Sialylated IgG mediates the colonization of Bifidobacterium bifidum through the “FcRn-Sialylated IgG-SiaBb2” axis, alleviating high-fructose diet-induced neuroinflammation in mice by activating the cAMP/PKA signaling pathway

Abstract

Bifidobacterium can alleviate neuroinflammation but is hindered by physiological barriers, such as pH and oxygen levels, limiting its long-term colonization in the gut. Therefore, this study developed a W/O oleogel emulsion formulated with β-sitosterol and glyceryl monostearate (GMS) effectively stabilized Sialylated IgG (SIgG) and Bifidobacterium bifidum under gastric conditions while enabling the targeted release in intestine.
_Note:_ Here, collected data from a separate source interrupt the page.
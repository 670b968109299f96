//! Sign-in, sign-out and the two-step registration wizard.
//!
//! These endpoints are public, so requests go straight out on the
//! gateway's HTTP client instead of through the 401 recovery path. A
//! successful sign-in stores the session the same way the gateway's
//! refresh does and then navigates.

use chrono::{DateTime, Utc};
use reqwest::StatusCode;
use serde::{Deserialize, Serialize};
use serde_json::Value;
use thiserror::Error;
use tracing::{debug, info, warn};

use crate::api::{envelope, ApiError, AuthGateway};
use crate::models::{
    AuthTokens, LoginRequest, RegisterRequest, ResendVerificationRequest, VerifyRegistrationRequest,
};

use super::gate::{LANDING_PATH, LOGIN_PATH};
use super::validation::{LoginForm, RegisterForm, ValidationError, VerificationCode};

pub const LOGIN_ENDPOINT: &str = "/api/v1/auth/login";
pub const REGISTER_ENDPOINT: &str = "/api/v1/auth/register";
pub const VERIFY_ENDPOINT: &str = "/api/v1/auth/verify-registration";
pub const RESEND_ENDPOINT: &str = "/api/v1/auth/resend-verification";

/// Key under which a registration awaiting its code is kept
pub const PENDING_REGISTRATION_KEY: &str = "pendingRegistration";

/// Seconds before another verification code may be requested
pub const RESEND_COOLDOWN_SECS: i64 = 60;

pub const LOGIN_FAILED: &str = "Login failed. Please check your credentials.";
pub const RESEND_UNAVAILABLE: &str =
    "Resending the code is not available right now. If no code arrives, please try registering again later.";

#[derive(Error, Debug)]
pub enum FlowError {
    #[error(transparent)]
    Invalid(#[from] ValidationError),

    /// The server refused; the message is ready to show to the user.
    #[error("{0}")]
    Rejected(String),

    #[error("Network error: {0}")]
    Network(String),

    #[error("No registration is waiting for a verification code")]
    NotAwaitingVerification,

    #[error("Please wait {0} seconds before requesting another code")]
    Cooldown(i64),

    #[error(transparent)]
    Api(#[from] ApiError),
}

impl From<reqwest::Error> for FlowError {
    fn from(e: reqwest::Error) -> Self {
        FlowError::Network(e.to_string())
    }
}

// ============================================================================
// Sign-in / sign-out
// ============================================================================

/// Entry points for the public auth endpoints. Clone is cheap.
#[derive(Clone)]
pub struct Authenticator {
    gateway: AuthGateway,
}

impl Authenticator {
    pub fn new(gateway: AuthGateway) -> Self {
        Self { gateway }
    }

    pub fn gateway(&self) -> &AuthGateway {
        &self.gateway
    }

    /// Sign in and return where the user should land: the location saved
    /// when the last session ended, or the dashboard.
    pub async fn login(&self, form: &LoginForm) -> Result<String, FlowError> {
        form.validate()?;
        let tokens = self.sign_in(&form.username, &form.password).await?;
        self.establish(&tokens);

        let destination = self
            .gateway
            .tokens()
            .take_redirect_after_login()
            .unwrap_or_else(|| LANDING_PATH.to_string());
        self.gateway.navigator().navigate(&destination);
        info!(username = %tokens.user.username, %destination, "Signed in");
        Ok(destination)
    }

    pub fn logout(&self) {
        self.gateway.tokens().clear_session();
        self.gateway.session().clear();
        self.gateway.navigator().navigate(LOGIN_PATH);
        info!("Signed out");
    }

    async fn sign_in(&self, username: &str, password: &str) -> Result<AuthTokens, FlowError> {
        let (status, body) = self
            .post_json(LOGIN_ENDPOINT, &LoginRequest { username, password })
            .await?;
        if !status.is_success() {
            debug!(status = status.as_u16(), "Login rejected");
            return Err(FlowError::Rejected(login_failure_message(&body)));
        }
        Ok(envelope::decode(body)?)
    }

    fn establish(&self, tokens: &AuthTokens) {
        self.gateway.tokens().set_session(tokens);
        self.gateway.session().set_from_tokens(tokens);
    }

    /// POST a JSON body without credentials. Bodies that are not JSON read
    /// as `Null`.
    async fn post_json<B: Serialize + ?Sized>(
        &self,
        path: &str,
        body: &B,
    ) -> Result<(StatusCode, Value), FlowError> {
        let response = self
            .gateway
            .http()
            .post(self.gateway.url(path))
            .json(body)
            .send()
            .await?;
        let status = response.status();
        let text = response.text().await?;
        let body = serde_json::from_str(&text).unwrap_or(Value::Null);
        debug!(path, status = status.as_u16(), "Auth endpoint response");
        Ok((status, body))
    }
}

// ============================================================================
// Registration wizard
// ============================================================================

/// A registration accepted by the server and waiting for its emailed code.
/// The password is only held in memory for the auto sign-in after
/// verification and is never persisted.
#[derive(Debug, Clone, PartialEq, Serialize, Deserialize)]
#[serde(rename_all = "camelCase")]
pub struct PendingRegistration {
    pub username: String,
    pub email: String,
    pub code_sent_at: DateTime<Utc>,
    #[serde(skip)]
    pub password: Option<String>,
}

#[derive(Debug, Clone, PartialEq)]
pub enum RegistrationStep {
    Register,
    Verify(PendingRegistration),
    Done,
}

#[derive(Debug, Clone, PartialEq, Eq)]
pub enum RegisterOutcome {
    /// A code was emailed; the wizard moved to the verify step.
    VerificationRequired,
    /// The server signed the user in directly.
    SignedIn { destination: String },
    /// Registered without a session; the user has to sign in.
    Registered { destination: String },
}

#[derive(Debug, Clone, PartialEq, Eq)]
pub enum VerifyOutcome {
    SignedIn { destination: String },
    /// Verified, but the automatic sign-in did not go through.
    VerifiedPleaseLogin { destination: String },
}

#[derive(Debug, Clone, PartialEq, Eq)]
pub enum ResendOutcome {
    Sent,
    Unavailable,
}

pub struct RegistrationFlow {
    auth: Authenticator,
    step: RegistrationStep,
    code: VerificationCode,
}

impl RegistrationFlow {
    pub fn new(auth: Authenticator) -> Self {
        Self {
            auth,
            step: RegistrationStep::Register,
            code: VerificationCode::default(),
        }
    }

    /// Pick up a registration saved by an earlier run, if any.
    pub fn restore(auth: Authenticator) -> Self {
        let pending = auth
            .gateway()
            .tokens()
            .load::<PendingRegistration>(PENDING_REGISTRATION_KEY);
        let mut flow = Self::new(auth);
        if let Some(pending) = pending {
            debug!(username = %pending.username, "Restored pending registration");
            flow.step = RegistrationStep::Verify(pending);
        }
        flow
    }

    pub fn step(&self) -> &RegistrationStep {
        &self.step
    }

    pub fn pending(&self) -> Option<&PendingRegistration> {
        match &self.step {
            RegistrationStep::Verify(pending) => Some(pending),
            _ => None,
        }
    }

    /// Supply the password for the sign-in that follows verification.
    pub fn set_password(&mut self, password: impl Into<String>) {
        if let RegistrationStep::Verify(pending) = &mut self.step {
            pending.password = Some(password.into());
        }
    }

    pub fn set_code(&mut self, raw: &str) {
        self.code = VerificationCode::sanitize(raw);
    }

    pub fn code(&self) -> &VerificationCode {
        &self.code
    }

    pub async fn register(&mut self, form: &RegisterForm) -> Result<RegisterOutcome, FlowError> {
        form.validate()?;

        let request = RegisterRequest {
            username: &form.username,
            email: &form.email,
            password: &form.password,
            first_name: &form.first_name,
            last_name: &form.last_name,
        };
        let (status, body) = self.auth.post_json(REGISTER_ENDPOINT, &request).await?;
        if status != StatusCode::OK && status != StatusCode::CREATED {
            warn!(status = status.as_u16(), "Registration failed");
            return Err(FlowError::Rejected(register_failure_message(status.as_u16(), &body)));
        }

        let data = envelope::unwrap_data(body);
        if data.get("requiresVerification").and_then(Value::as_bool) == Some(true) {
            self.enter_verify(PendingRegistration {
                username: form.username.clone(),
                email: form.email.clone(),
                code_sent_at: Utc::now(),
                password: Some(form.password.clone()),
            });
            info!(username = %form.username, "Registered, awaiting verification");
            return Ok(RegisterOutcome::VerificationRequired);
        }

        self.finish();
        let has_session = (data.get("access_token").is_some() || data.get("accessToken").is_some())
            && data.get("user").is_some();
        if has_session {
            let tokens: AuthTokens = envelope::decode(data)?;
            self.auth.establish(&tokens);
            self.auth.gateway().navigator().navigate(LANDING_PATH);
            return Ok(RegisterOutcome::SignedIn { destination: LANDING_PATH.to_string() });
        }

        self.auth.gateway().navigator().navigate(LOGIN_PATH);
        Ok(RegisterOutcome::Registered { destination: LOGIN_PATH.to_string() })
    }

    pub async fn verify(&mut self) -> Result<VerifyOutcome, FlowError> {
        let pending = self.pending().cloned().ok_or(FlowError::NotAwaitingVerification)?;
        self.code.validate()?;

        let request = VerifyRegistrationRequest {
            username: &pending.username,
            verification_code: self.code.as_str(),
        };
        let (status, body) = self.auth.post_json(VERIFY_ENDPOINT, &request).await?;
        if status != StatusCode::OK {
            if status == StatusCode::BAD_REQUEST {
                self.code.clear();
            }
            warn!(status = status.as_u16(), "Verification failed");
            return Err(FlowError::Rejected(verify_failure_message(status.as_u16(), &body)));
        }

        info!(username = %pending.username, "Registration verified");
        self.finish();

        let signed_in = match pending.password.as_deref() {
            Some(password) => match self.auth.sign_in(&pending.username, password).await {
                Ok(tokens) => Some(tokens),
                Err(e) => {
                    warn!(error = %e, "Sign-in after verification failed");
                    None
                }
            },
            None => None,
        };

        match signed_in {
            Some(tokens) => {
                self.auth.establish(&tokens);
                self.auth.gateway().navigator().navigate(LANDING_PATH);
                Ok(VerifyOutcome::SignedIn { destination: LANDING_PATH.to_string() })
            }
            None => {
                self.auth.gateway().navigator().navigate(LOGIN_PATH);
                Ok(VerifyOutcome::VerifiedPleaseLogin { destination: LOGIN_PATH.to_string() })
            }
        }
    }

    /// Seconds until another code may be requested.
    pub fn resend_wait(&self, now: DateTime<Utc>) -> i64 {
        self.pending()
            .map(|p| (RESEND_COOLDOWN_SECS - (now - p.code_sent_at).num_seconds()).max(0))
            .unwrap_or(0)
    }

    pub async fn resend(&mut self) -> Result<ResendOutcome, FlowError> {
        let now = Utc::now();
        let pending = self.pending().cloned().ok_or(FlowError::NotAwaitingVerification)?;
        let wait = self.resend_wait(now);
        if wait > 0 {
            return Err(FlowError::Cooldown(wait));
        }

        let request = ResendVerificationRequest { username: &pending.username };
        match self.auth.post_json(RESEND_ENDPOINT, &request).await {
            Ok((status, _)) if status == StatusCode::OK => {
                self.enter_verify(PendingRegistration { code_sent_at: now, ..pending });
                Ok(ResendOutcome::Sent)
            }
            Ok((status, _)) => {
                debug!(status = status.as_u16(), "Resend not accepted");
                Ok(ResendOutcome::Unavailable)
            }
            Err(e) => {
                warn!(error = %e, "Resend request failed");
                Ok(ResendOutcome::Unavailable)
            }
        }
    }

    /// Abandon the pending registration and start over.
    pub fn back_to_register(&mut self) {
        self.auth.gateway().tokens().discard(PENDING_REGISTRATION_KEY);
        self.step = RegistrationStep::Register;
        self.code.clear();
    }

    fn enter_verify(&mut self, pending: PendingRegistration) {
        self.auth.gateway().tokens().stash(PENDING_REGISTRATION_KEY, &pending);
        self.step = RegistrationStep::Verify(pending);
        self.code.clear();
    }

    fn finish(&mut self) {
        self.auth.gateway().tokens().discard(PENDING_REGISTRATION_KEY);
        self.step = RegistrationStep::Done;
        self.code.clear();
    }
}

// ============================================================================
// Failure messages
// ============================================================================

fn str_at<'a>(value: Option<&'a Value>) -> Option<&'a str> {
    value.and_then(Value::as_str).filter(|s| !s.trim().is_empty())
}

/// `message.message[0]`, then a plain `message`, then a generic notice.
pub fn login_failure_message(body: &Value) -> String {
    let message = body.get("message");
    str_at(message.and_then(|m| m.get("message")).and_then(|m| m.get(0)))
        .or_else(|| str_at(message))
        .unwrap_or(LOGIN_FAILED)
        .to_string()
}

pub fn register_failure_message(status: u16, body: &Value) -> String {
    match status {
        500 => "Internal server error. Please try again later or contact an administrator.".to_string(),
        400 => envelope::server_message(body)
            .unwrap_or_else(|| "Invalid request parameters. Please check your input.".to_string()),
        401 => "User already exists. Please use a different username or email.".to_string(),
        409 => "Username or email already exists. Please use different details.".to_string(),
        _ => "Registration failed. Please check your input.".to_string(),
    }
}

pub fn verify_failure_message(status: u16, body: &Value) -> String {
    match status {
        400 => {
            let server = envelope::server_message(body);
            match server.as_deref() {
                Some(m) if m.contains("expired") => {
                    "The verification code has expired. Please request a new one.".to_string()
                }
                Some(m) if m.contains("invalid") || m.contains("incorrect") => {
                    "The verification code is incorrect. Please check it and try again.".to_string()
                }
                Some(m) => m.to_string(),
                None => "The verification code is malformed or has expired.".to_string(),
            }
        }
        409 => "This account is already verified. Please log in.".to_string(),
        404 => "User not found. Please register again.".to_string(),
        _ => "Verification failed. Please check the code and try again.".to_string(),
    }
}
Furthermore, SIgG released from the oleogel emulsion facilitated the colonization of B. bifidum in the gut by mediating interactions between the surface protein SiaBb2 of B. bifidum and the FcRn receptor on intestinal epithelial cells. This colonization significantly enhanced intestinal barrier integrity, suppressed systemic and neuroinflammatory cytokines, and activated the cAMP/PKA signaling pathway, thereby alleviating neuroinflammation and neuronal damage in the model of male C57BL/6J mice induced by a high-fructose diet (HFrD). The colonization of B. bifidum mediated through the “FcRn-Sialylated IgG-SiaBb2” axis not only highlights the role of SIgG in facilitating bacterial colonization but also offers a novel and promising strategy for combating neuroinflammatory disorders.